L’amie Catherine Laugier déploie ci-dessous à la façon d’une peintre toutes les nuances inscrites dans les treize chansons d’un album dédié aux vertiges de l’amour. La couleur rouge, comme sang ou coquelicot, y est dominante. Juliette Armanet a trouvé également sa voix pour exprimer une telle ardeur. Auteure et compositrice la fille de musicien s’est entourée de réalisateurs, dont SebastiAn (Daft Punk) et Yuksek, aptes à secouer la routine et lui permettre de se lâcher. Au diapason d’un titre « Sauver ma vie » qui au-delà des mots et des rimes souligne un tournant sinon la fin d’un tourment.

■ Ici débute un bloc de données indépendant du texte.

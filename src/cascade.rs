//! Expansion of a top-level event draw into its ordered list of atomic match
//! events: shots cascade through outcome and save/goal resolution, fouls
//! through free kicks and cards. An event's owning side is only final once the
//! whole cascade has resolved, since a save hands the event to the defenders.

use serde::{Deserialize, Serialize};
use strum::{EnumCount, IntoEnumIterator};
use tinyrand::Rand;

use crate::domain::{EventCategory, MatchEvent, Position, Side};
use crate::odds::OddsTable;
use crate::random;
use crate::roster::Squad;

/// Weights for the dependent resolutions of a shot. Both lists are ordered
/// configuration: in particular the Saved/Goal split is data, not a hardcoded
/// index convention.
#[derive(Clone, Debug, Serialize, Deserialize)]
pub struct CascadeConfig {
    pub shot_outcomes: Vec<(EventCategory, f64)>,
    pub on_target_split: Vec<(EventCategory, f64)>,
}
impl Default for CascadeConfig {
    fn default() -> Self {
        Self {
            shot_outcomes: vec![
                (EventCategory::OnTarget, 0.33),
                (EventCategory::OffTarget, 0.37),
                (EventCategory::Blocked, 0.24),
                (EventCategory::HitTheBar, 0.06),
            ],
            on_target_split: vec![(EventCategory::Saved, 0.7), (EventCategory::Goal, 0.3)],
        }
    }
}

/// Resolves one candidate event into the full list of atomic events it
/// expands to, with a player attributed to each.
pub fn resolve(
    category: EventCategory,
    side: Side,
    minute: u8,
    odds: &OddsTable,
    home_squad: &Squad,
    away_squad: &Squad,
    config: &CascadeConfig,
    rand: &mut impl Rand,
) -> Vec<MatchEvent> {
    let chain = match category {
        EventCategory::Attempt => resolve_attempt(side, config, rand),
        EventCategory::Foul => resolve_foul(side, minute, odds, rand),
        other => vec![(other, side)],
    };
    attribute_players(chain, minute, home_squad, away_squad, rand)
}

fn resolve_attempt(
    side: Side,
    config: &CascadeConfig,
    rand: &mut impl Rand,
) -> Vec<(EventCategory, Side)> {
    let mut chain = vec![(EventCategory::Attempt, side)];

    let weights: Vec<f64> = config.shot_outcomes.iter().map(|(_, weight)| *weight).collect();
    let (outcome, _) = config.shot_outcomes[random::pick_weighted(&weights, rand)];
    chain.push((outcome, side));

    if outcome == EventCategory::OnTarget {
        let weights: Vec<f64> = config
            .on_target_split
            .iter()
            .map(|(_, weight)| *weight)
            .collect();
        let (result, _) = config.on_target_split[random::pick_weighted(&weights, rand)];
        let owner = if result == EventCategory::Saved {
            side.flip()
        } else {
            side
        };
        chain.push((result, owner));
    }
    chain
}

fn resolve_foul(
    side: Side,
    minute: u8,
    odds: &OddsTable,
    rand: &mut impl Rand,
) -> Vec<(EventCategory, Side)> {
    let mut chain = vec![
        (EventCategory::Foul, side),
        (EventCategory::FreeKickWon, side.flip()),
    ];

    let side_odds = odds.minute(minute as usize).side(side);
    let weight_of = |category| {
        odds.index_of(category)
            .map(|index| side_odds.weights[index])
            .unwrap_or(0.0)
    };
    let foul = weight_of(EventCategory::Foul);
    let (yellow_prob, red_prob) = if foul > 0.0 {
        (
            weight_of(EventCategory::YellowCard) / foul,
            weight_of(EventCategory::RedCard) / foul,
        )
    } else {
        (0.0, 0.0)
    };
    let no_card_prob = (1.0 - yellow_prob - red_prob).max(0.0);

    match random::pick_weighted(&[yellow_prob, red_prob, no_card_prob], rand) {
        0 => chain.push((EventCategory::YellowCard, side)),
        1 => chain.push((EventCategory::RedCard, side)),
        _ => {}
    }
    chain
}

/// One player carries the whole cascade: a position group is drawn uniformly,
/// then a player within it, from the squad of the side that originated the
/// chain. A save is the goalkeeper's alone, so any Saved event is handed to
/// the defending side's keeper instead.
fn attribute_players(
    chain: Vec<(EventCategory, Side)>,
    minute: u8,
    home_squad: &Squad,
    away_squad: &Squad,
    rand: &mut impl Rand,
) -> Vec<MatchEvent> {
    let squad_for = |side| match side {
        Side::Home => home_squad,
        Side::Away => away_squad,
    };

    let origin_squad = squad_for(chain[0].1);
    let positions: Vec<Position> = Position::iter().collect();
    let position = positions[random::pick_uniform(Position::COUNT, rand)];
    let group = origin_squad.group(position);
    let carrier = &group[random::pick_uniform(group.len(), rand)];

    chain
        .into_iter()
        .map(|(category, side)| {
            let player = if category == EventCategory::Saved {
                let keeper = squad_for(side).goalkeeper.first().unwrap_or_else(|| {
                    panic!("no goalkeeper in the {side} squad")
                });
                keeper.name.clone()
            } else {
                carrier.name.clone()
            };
            MatchEvent {
                minute,
                category,
                side,
                player: Some(player),
            }
        })
        .collect()
}
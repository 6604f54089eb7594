//! The per-minute odds table consumed by the match engine, its validation, and
//! the team-strength adjustment applied to a private copy before every match.

use std::collections::HashMap;

use rustc_hash::FxHashMap;
use serde::{Deserialize, Serialize};
use strum::IntoEnumIterator;
use thiserror::Error;

use crate::domain::{EventCategory, Side, TeamStrength};

/// A match is simulated over this many one-minute intervals (regulation time
/// plus stoppage).
pub const MINUTES_PER_MATCH: usize = 100;

/// Exponent applied to the defensive-factor ratio when rescaling the
/// opponent's attempt weight.
pub const DEFENSIVE_EXPONENT: f64 = 2.33;

/// One minute's odds as read from configuration. Field names follow the
/// configuration document.
#[derive(Clone, Debug, Serialize, Deserialize)]
pub struct MinuteConfig {
    /// Probability that any single trial in this minute produces an event.
    #[serde(rename = "Event")]
    pub event: f64,
    #[serde(rename = "Home")]
    pub home: SideConfig,
    #[serde(rename = "Away")]
    pub away: SideConfig,
}

#[derive(Clone, Debug, Serialize, Deserialize)]
pub struct SideConfig {
    /// Relative probability of this side owning a triggered event.
    #[serde(rename = "Probability")]
    pub probability: f64,
    /// Category weights for this side in this minute. The key set defines the
    /// drawable categories; it must be identical across all minutes and sides.
    #[serde(rename = "Events")]
    pub events: HashMap<EventCategory, f64>,
}

#[derive(Clone, Debug)]
pub struct SideOdds {
    pub prob: f64,
    /// Weights aligned with [`OddsTable::categories`].
    pub weights: Vec<f64>,
}

#[derive(Clone, Debug)]
pub struct MinuteOdds {
    pub any_event: f64,
    pub home: SideOdds,
    pub away: SideOdds,
}
impl MinuteOdds {
    pub fn side(&self, side: Side) -> &SideOdds {
        match side {
            Side::Home => &self.home,
            Side::Away => &self.away,
        }
    }
}

#[derive(Debug, Error)]
pub enum InvalidOdds {
    #[error("expected {expected} minutes, got {actual}")]
    WrongMinuteCount { expected: usize, actual: usize },

    #[error("no event categories at minute 0 for Home")]
    EmptyCategories,

    #[error("category set at minute {minute} for {side} differs from minute 0")]
    CategoryMismatch { minute: usize, side: Side },

    #[error("negative weight {weight} for {category} at minute {minute} for {side}")]
    NegativeWeight {
        minute: usize,
        side: Side,
        category: EventCategory,
        weight: f64,
    },

    #[error("probability {value} out of range for {name} at minute {minute}")]
    ProbabilityOutOfRange {
        minute: usize,
        name: &'static str,
        value: f64,
    },

    #[error("sides cannot both carry zero probability at minute {minute}")]
    DeadSides { minute: usize },

    #[error("card weights {cards} exceed foul weight {foul} at minute {minute} for {side}")]
    CardWeightsExceedFoul {
        minute: usize,
        side: Side,
        cards: f64,
        foul: f64,
    },

    #[error("required category {category} missing from the odds table")]
    MissingCategory { category: EventCategory },
}

/// Validated per-minute odds. The category list is taken from the
/// configuration's key set, ordered canonically; per-side weight vectors are
/// index-aligned with it. Consumers that need per-match mutation clone the
/// whole table; the loaded instance is never written again.
#[derive(Clone, Debug)]
pub struct OddsTable {
    categories: Vec<EventCategory>,
    category_index: FxHashMap<EventCategory, usize>,
    minutes: Vec<MinuteOdds>,
}
impl OddsTable {
    pub fn from_config(config: Vec<MinuteConfig>) -> Result<OddsTable, InvalidOdds> {
        if config.len() != MINUTES_PER_MATCH {
            return Err(InvalidOdds::WrongMinuteCount {
                expected: MINUTES_PER_MATCH,
                actual: config.len(),
            });
        }

        let key_set = &config[0].home.events;
        let categories: Vec<EventCategory> = EventCategory::iter()
            .filter(|category| key_set.contains_key(category))
            .collect();
        if categories.is_empty() {
            return Err(InvalidOdds::EmptyCategories);
        }
        if !categories.contains(&EventCategory::Attempt) {
            return Err(InvalidOdds::MissingCategory {
                category: EventCategory::Attempt,
            });
        }
        let category_index: FxHashMap<EventCategory, usize> = categories
            .iter()
            .enumerate()
            .map(|(index, &category)| (category, index))
            .collect();

        let mut minutes = Vec::with_capacity(config.len());
        for (minute, entry) in config.iter().enumerate() {
            check_probability(minute, "Event", entry.event)?;
            let home = convert_side(minute, Side::Home, &entry.home, &categories)?;
            let away = convert_side(minute, Side::Away, &entry.away, &categories)?;
            if home.prob + away.prob <= 0.0 {
                return Err(InvalidOdds::DeadSides { minute });
            }
            minutes.push(MinuteOdds {
                any_event: entry.event,
                home,
                away,
            });
        }

        Ok(OddsTable {
            categories,
            category_index,
            minutes,
        })
    }

    /// The built-in table used when no odds file is supplied: flat across
    /// minutes, symmetric between the sides.
    pub fn baseline() -> OddsTable {
        let events: HashMap<EventCategory, f64> = BASELINE_EVENTS.iter().copied().collect();
        let minute = MinuteConfig {
            event: BASELINE_ANY_EVENT,
            home: SideConfig {
                probability: BASELINE_SIDE_PROB,
                events: events.clone(),
            },
            away: SideConfig {
                probability: BASELINE_SIDE_PROB,
                events,
            },
        };
        let config = vec![minute; MINUTES_PER_MATCH];
        Self::from_config(config).unwrap_or_else(|err| panic!("invalid baseline odds: {err}"))
    }

    pub fn categories(&self) -> &[EventCategory] {
        &self.categories
    }

    pub fn index_of(&self, category: EventCategory) -> Option<usize> {
        self.category_index.get(&category).copied()
    }

    pub fn minute(&self, minute: usize) -> &MinuteOdds {
        &self.minutes[minute]
    }

    pub fn len(&self) -> usize {
        self.minutes.len()
    }

    pub fn is_empty(&self) -> bool {
        self.minutes.is_empty()
    }

    /// Returns a copy of this table with each side's attempt weight divided by
    /// the opposing side's defensive factor `(defence² × midfield) /
    /// (attack_opp² × midfield_opp)` raised to [`DEFENSIVE_EXPONENT`]. A side
    /// whose defence and midfield outweigh the opponent's attack and midfield
    /// therefore sees the opponent attempt strictly less often. `self` is left
    /// untouched.
    pub fn adjusted(&self, home: &TeamStrength, away: &TeamStrength) -> OddsTable {
        let home_factor = defensive_factor(home, away);
        let away_factor = defensive_factor(away, home);
        debug_assert!(home_factor.is_finite() && home_factor > 0.0);
        debug_assert!(away_factor.is_finite() && away_factor > 0.0);

        let attempt = self.category_index[&EventCategory::Attempt];
        let mut adjusted = self.clone();
        for minute in &mut adjusted.minutes {
            minute.home.weights[attempt] /= away_factor.powf(DEFENSIVE_EXPONENT);
            minute.away.weights[attempt] /= home_factor.powf(DEFENSIVE_EXPONENT);
        }
        adjusted
    }
}

fn defensive_factor(own: &TeamStrength, opponent: &TeamStrength) -> f64 {
    (own.defence.powi(2) * own.midfield) / (opponent.attack.powi(2) * opponent.midfield)
}

fn check_probability(minute: usize, name: &'static str, value: f64) -> Result<(), InvalidOdds> {
    if !(0.0..=1.0).contains(&value) || !value.is_finite() {
        return Err(InvalidOdds::ProbabilityOutOfRange {
            minute,
            name,
            value,
        });
    }
    Ok(())
}

fn convert_side(
    minute: usize,
    side: Side,
    config: &SideConfig,
    categories: &[EventCategory],
) -> Result<SideOdds, InvalidOdds> {
    check_probability(
        minute,
        match side {
            Side::Home => "Home.Probability",
            Side::Away => "Away.Probability",
        },
        config.probability,
    )?;

    if config.events.len() != categories.len() {
        return Err(InvalidOdds::CategoryMismatch { minute, side });
    }
    let mut weights = Vec::with_capacity(categories.len());
    for &category in categories {
        let weight = *config
            .events
            .get(&category)
            .ok_or(InvalidOdds::CategoryMismatch { minute, side })?;
        if weight < 0.0 || !weight.is_finite() {
            return Err(InvalidOdds::NegativeWeight {
                minute,
                side,
                category,
                weight,
            });
        }
        weights.push(weight);
    }

    // the card ratios P(Yellow|Foul) and P(Red|Foul) must form a probability
    if let Some(&foul) = config.events.get(&EventCategory::Foul) {
        let cards = config
            .events
            .get(&EventCategory::YellowCard)
            .copied()
            .unwrap_or(0.0)
            + config
                .events
                .get(&EventCategory::RedCard)
                .copied()
                .unwrap_or(0.0);
        if cards > foul {
            return Err(InvalidOdds::CardWeightsExceedFoul {
                minute,
                side,
                cards,
                foul,
            });
        }
    }

    Ok(SideOdds {
        prob: config.probability,
        weights,
    })
}

const BASELINE_ANY_EVENT: f64 = 0.006;
const BASELINE_SIDE_PROB: f64 = 0.5;
const BASELINE_EVENTS: &[(EventCategory, f64)] = &[
    (EventCategory::Attempt, 26.0),
    (EventCategory::Foul, 22.0),
    (EventCategory::FreeKickWon, 20.0),
    (EventCategory::YellowCard, 3.5),
    (EventCategory::SecondYellowCard, 0.2),
    (EventCategory::RedCard, 0.2),
    (EventCategory::Substitution, 5.5),
    (EventCategory::Corner, 10.0),
    (EventCategory::Offside, 4.0),
];
use std::env;
use std::error::Error;
use std::io::stdin;
use std::path::PathBuf;
use std::time::{Instant, SystemTime, UNIX_EPOCH};

use anyhow::bail;
use clap::Parser;
use stanza::renderer::console::Console;
use stanza::renderer::Renderer;
use tinyrand::{Seeded, StdRand};
use tracing::{debug, info};

use matchday::data::{self, LeagueEntry};
use matchday::file;
use matchday::kickoff::KickoffConfig;
use matchday::league::{League, LeagueConfig};
use matchday::odds::OddsTable;
use matchday::print;

#[derive(Debug, clap::Parser, Clone)]
struct Args {
    /// file to source the players dataset from
    #[clap(short = 'f', long)]
    players: PathBuf,

    /// league catalogue file; the whole dataset forms one league if omitted
    #[clap(short = 'l', long)]
    leagues: Option<PathBuf>,

    /// 1-based index into the league catalogue; prompts if omitted
    #[clap(long)]
    league: Option<usize>,

    /// odds table file; the built-in baseline applies if omitted
    #[clap(short = 'o', long)]
    odds: Option<PathBuf>,

    /// kickoff catalogue file; the built-in catalogue applies if omitted
    #[clap(short = 'k', long)]
    kickoffs: Option<PathBuf>,

    /// seed for deterministic replay; drawn from the clock if omitted
    #[clap(short = 's', long)]
    seed: Option<u64>,

    /// write the kickoff-annotated schedule to this file
    #[clap(long = "schedule-file")]
    schedule_file: Option<PathBuf>,

    /// print the kickoff-annotated fixture list before simulating
    #[clap(short = 'x', long = "fixtures")]
    print_fixtures: bool,

    /// print every match's event log
    #[clap(short = 'e', long = "events")]
    print_events: bool,
}
impl Args {
    fn validate(&self) -> anyhow::Result<()> {
        if !self.players.exists() {
            bail!("players file {} does not exist", self.players.display());
        }
        if self.league.is_some() && self.leagues.is_none() {
            bail!("--league requires a league catalogue (-l)");
        }
        Ok(())
    }
}

fn main() -> Result<(), Box<dyn Error>> {
    if env::var("RUST_BACKTRACE").is_err() {
        env::set_var("RUST_BACKTRACE", "full")
    }
    if env::var("RUST_LOG").is_err() {
        env::set_var("RUST_LOG", "info")
    }
    tracing_subscriber::fmt::init();

    let args = Args::parse();
    args.validate()?;
    debug!("args: {args:?}");

    let records = data::load_players(&args.players)?;
    info!("{} player records loaded", records.len());

    let leagues = match &args.leagues {
        Some(path) => data::load_leagues(path)?,
        None => vec![data::combined_league(&records)],
    };
    let entry = select_league(&leagues, args.league)?;

    let odds = match &args.odds {
        Some(path) => data::load_odds(path)?,
        None => OddsTable::baseline(),
    };
    let kickoff = match &args.kickoffs {
        Some(path) => data::load_kickoffs(path)?,
        None => KickoffConfig::default(),
    };

    let seed = args.seed.unwrap_or_else(entropy_seed);
    info!("simulating {} with seed {seed}", entry.name);
    let mut rand = StdRand::seed(seed);

    let start = Instant::now();
    let mut league = League::new(
        entry.name.clone(),
        &entry.clubs,
        &records,
        odds,
        LeagueConfig {
            kickoff,
            ..LeagueConfig::default()
        },
        &mut rand,
    )?;

    if let Some(path) = &args.schedule_file {
        file::write_json(path, &league.schedule())?;
        info!("schedule written to {}", path.display());
    }

    let renderer = Console::default();
    if args.print_fixtures {
        println!("{}", renderer.render(&print::tabulate_schedule(league.schedule())));
    }
    let mut matches = 0;
    while let Some(played) = league.simulate_week(&mut rand) {
        matches += played.len();
        if args.print_events {
            for play in &played {
                println!(
                    "{} v {} ({})",
                    play.fixture.home,
                    play.fixture.away,
                    print::format_kickoff(play.fixture.kickoff)
                );
                println!("{}", renderer.render(&print::tabulate_events(play.outcome.events())));
            }
        }
    }
    let elapsed = start.elapsed();
    info!("{}: {matches} matches simulated in {elapsed:?}", league.name());

    println!("{}", renderer.render(&print::tabulate_standings(league.standings())));
    Ok(())
}

fn select_league(leagues: &[LeagueEntry], choice: Option<usize>) -> anyhow::Result<&LeagueEntry> {
    if leagues.is_empty() {
        bail!("the league catalogue is empty");
    }
    if leagues.len() == 1 {
        return Ok(&leagues[0]);
    }
    if let Some(index) = choice {
        if (1..=leagues.len()).contains(&index) {
            return Ok(&leagues[index - 1]);
        }
        bail!("league index {index} out of range 1..={}", leagues.len());
    }

    println!("Please enter the league you would like to simulate:");
    for (index, league) in leagues.iter().enumerate() {
        println!("    {} - {}", index + 1, league.name);
    }
    loop {
        let mut line = String::new();
        stdin().read_line(&mut line)?;
        match line.trim().parse::<usize>() {
            Ok(num) if (1..=leagues.len()).contains(&num) => return Ok(&leagues[num - 1]),
            _ => println!("Please enter a valid input!"),
        }
    }
}

fn entropy_seed() -> u64 {
    SystemTime::now()
        .duration_since(UNIX_EPOCH)
        .map(|elapsed| elapsed.as_nanos() as u64)
        .unwrap_or(0)
}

En une forme d’autobiographie rêvée tout autant que réelle Juliette Armanet s’impose une nouvelle fois : « Imaginer la vie / Que je n’aurais jamais / Et tout cas pas ici ». Tout un programme.
ROBERT MIGLIORINI
Vertige de la pop
Première impression désagréable pour le début de l’album, très pop avec boîte à rythme envahissante sur Qu’importe, Tu me play, Boum boum Baby (peut-être un titre aux paroles volontairement parodiques) et qui gâche Le dernier jour du disco, à l’écriture plus originale que ne le laisse anticiper son titre – en fait une allusion au film The Last days of disco de Whit Stillman, 1998.
Mais l’album vire très vite vers des titres moins tape-à-l’œil, plus intimes.
De la sincérité sur Je ne pense qu’à ça, sur L’épine. Un vrai slow (à l’écriture touchante) qui rappellera bien des souvenirs à ceux qui avaient 20 ans dans les années 70 ou 80, J’te l’donne. On a beau dire, le piano de Véronique Sanson était pour beaucoup dans son succès, avec sa voix cascadeuse, et l’on retrouve la même impression avec Juliette Armanet…
Vertigo commence d’ailleurs à la manière de Véronique Sanson, puis prend un virage plus actuel avec la voix retenue, voilée, tout en opposition, du DJ et producteur de musique SébastiAn.
HB2U débutant avec le sacro-saint auto tune, s’adonnant au mix franco-anglais de rigueur, monte musicalement dans une pop lyrique, originale et agréable, digne de la pop des 70′s plutôt que 80. Le solo piano et les chœurs discrets sur la fin sont très élégants, et l’ensemble ouvre les portes du rêve.
On peut avoir une préférence pour les « ballades bleues », même si elles parlent de Rouge aux joues, plutôt que pour les boules à facettes disco, et l’album aurait pu justement adopter le titre du premier morceau… Il vaut sans doute pour cet équilibre entre la braise et la flamme !
On est heureux de finir sur l’émotion d’Imaginer l’amour « voir des étoiles en plein jour… » et sur la chute calme, après l’embrasement, de Brûler le feu. « Il y a que du rouge là dans ma tête pour toi » Un silence qu’on perçoit après la musique et s’imprime dans les mémoires est toujours préférable. Et là il est palpable.
CATHERINE LAUGIER
Juliette Armanet, Brûler le feu, Romance Musique 2021. Le site de Juliette Armanet, c’est ici ; ce que NosEnchanteurs a déjà dit d’elle, c’est là. En tournée à partir du 27 janvier 2022, dont à Paris, l’Olympia, 16-17 février et au Zénith, le 23 novembre.